*** Opening Material to process ***

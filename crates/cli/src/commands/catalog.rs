//! Catalog file handling.
//!
//! The catalog is a JSON array of product records, each carrying its
//! reviews. A missing file is an empty catalog. Writers go through
//! [`update`], which holds an exclusive lock on `<catalog>.lock` for the
//! whole load-modify-save cycle so concurrent `grocer` processes cannot
//! overwrite each other's changes.

use std::ffi::OsString;
use std::fs::{self, File, OpenOptions};
use std::io::ErrorKind;
use std::path::{Path, PathBuf};

use grocer_storefront::catalog::{InMemoryCatalog, ProductRecord};
use grocer_storefront::error::Result;
use grocer_storefront::storage::StorageError;

/// Exclusive hold on a catalog file, released on drop.
struct CatalogLock {
    file: File,
}

impl CatalogLock {
    fn acquire(path: &Path) -> Result<Self> {
        create_parent(path)?;
        let file = OpenOptions::new()
            .create(true)
            .write(true)
            .truncate(false)
            .open(sibling(path, ".lock"))
            .map_err(StorageError::from)?;
        file.lock().map_err(StorageError::from)?;
        Ok(Self { file })
    }
}

impl Drop for CatalogLock {
    fn drop(&mut self) {
        if let Err(e) = self.file.unlock() {
            tracing::warn!(error = %e, "Failed to unlock catalog");
        }
    }
}

/// Load the catalog at `path`.
///
/// # Errors
///
/// Returns an error if the file cannot be read or parsed, or if two records
/// share a product id.
pub fn load(path: &Path) -> Result<InMemoryCatalog> {
    let records: Vec<ProductRecord> = match fs::read_to_string(path) {
        Ok(text) => serde_json::from_str(&text).map_err(StorageError::from)?,
        Err(e) if e.kind() == ErrorKind::NotFound => {
            tracing::debug!(path = %path.display(), "Catalog file not found, using empty catalog");
            Vec::new()
        }
        Err(e) => return Err(StorageError::from(e).into()),
    };

    Ok(InMemoryCatalog::from_records(records)?)
}

/// Load the catalog under an exclusive lock, run `f`, and save the result.
///
/// Nothing is written if `f` fails.
///
/// # Errors
///
/// Returns an error if the lock cannot be taken, the catalog cannot be
/// loaded or saved, or `f` fails.
pub fn update<T>(path: &Path, f: impl FnOnce(&InMemoryCatalog) -> Result<T>) -> Result<T> {
    let _lock = CatalogLock::acquire(path)?;
    let catalog = load(path)?;
    let out = f(&catalog)?;
    save(path, &catalog)?;
    Ok(out)
}

/// Write `catalog` to `path` through a temporary file renamed into place.
fn save(path: &Path, catalog: &InMemoryCatalog) -> Result<()> {
    let records = catalog.records()?;
    let text = serde_json::to_string_pretty(&records).map_err(StorageError::from)?;

    create_parent(path)?;
    let tmp = sibling(path, ".tmp");
    fs::write(&tmp, text).map_err(StorageError::from)?;
    if let Err(e) = fs::rename(&tmp, path) {
        let _ = fs::remove_file(&tmp);
        return Err(StorageError::from(e).into());
    }
    Ok(())
}

fn create_parent(path: &Path) -> Result<()> {
    if let Some(parent) = path.parent().filter(|p| !p.as_os_str().is_empty()) {
        fs::create_dir_all(parent).map_err(StorageError::from)?;
    }
    Ok(())
}

/// `path` with `suffix` appended to its file name.
fn sibling(path: &Path, suffix: &str) -> PathBuf {
    let mut name = OsString::from(path.as_os_str());
    name.push(suffix);
    PathBuf::from(name)
}

#[cfg(test)]
#[allow(clippy::unwrap_used)]
mod tests {
    use grocer_core::{ProductId, UserId};
    use grocer_storefront::catalog::Catalog;
    use grocer_storefront::services::reviews::ReviewService;

    use super::*;

    const SEED: &str = r#"[{"product": {"id": 1, "name": "Plums", "price": "2.40", "stock": 30}}]"#;

    fn seeded_catalog() -> (PathBuf, PathBuf) {
        let dir = std::env::temp_dir().join(format!("grocer-catalog-{}", uuid::Uuid::new_v4()));
        fs::create_dir_all(&dir).unwrap();
        let path = dir.join("catalog.json");
        fs::write(&path, SEED).unwrap();
        (dir, path)
    }

    #[test]
    fn test_concurrent_updates_are_not_lost() {
        let (dir, path) = seeded_catalog();
        let writers = 8;

        std::thread::scope(|s| {
            for author in 1..=writers {
                let path = &path;
                s.spawn(move || {
                    update(path, |catalog| {
                        Ok(ReviewService::new(catalog).add_review(
                            ProductId::new(1),
                            UserId::new(author),
                            4,
                            "",
                        )?)
                    })
                    .unwrap();
                });
            }
        });

        let catalog = load(&path).unwrap();
        let product = catalog.get_by_id(ProductId::new(1)).unwrap();
        assert_eq!(product.review_count, 8);
        assert_eq!(catalog.reviews(ProductId::new(1)).unwrap().len(), 8);

        fs::remove_dir_all(dir).unwrap();
    }

    #[test]
    fn test_failed_update_writes_nothing() {
        let (dir, path) = seeded_catalog();

        let result = update(&path, |catalog| {
            Ok(ReviewService::new(catalog).add_review(
                ProductId::new(1),
                UserId::new(1),
                9,
                "",
            )?)
        });
        assert!(result.is_err());
        assert_eq!(fs::read_to_string(&path).unwrap(), SEED);

        fs::remove_dir_all(dir).unwrap();
    }

    #[test]
    fn test_save_replaces_file_without_leftovers() {
        let (dir, path) = seeded_catalog();

        update(&path, |_| Ok(())).unwrap();
        let catalog = load(&path).unwrap();
        assert_eq!(catalog.records().unwrap().len(), 1);
        assert!(!sibling(&path, ".tmp").exists());

        fs::remove_dir_all(dir).unwrap();
    }

    #[test]
    fn test_missing_file_is_empty_catalog() {
        let dir = std::env::temp_dir().join(format!("grocer-catalog-{}", uuid::Uuid::new_v4()));
        let catalog = load(&dir.join("catalog.json")).unwrap();
        assert!(catalog.records().unwrap().is_empty());
    }
}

*** Closing Material to process ***

What you will do: Check each line above for the word "unlock" and copy every line that has it.

Completed task:
        if let Err(e) = self.file.unlock() {
            tracing::warn!(error = %e, "Failed to unlock catalog");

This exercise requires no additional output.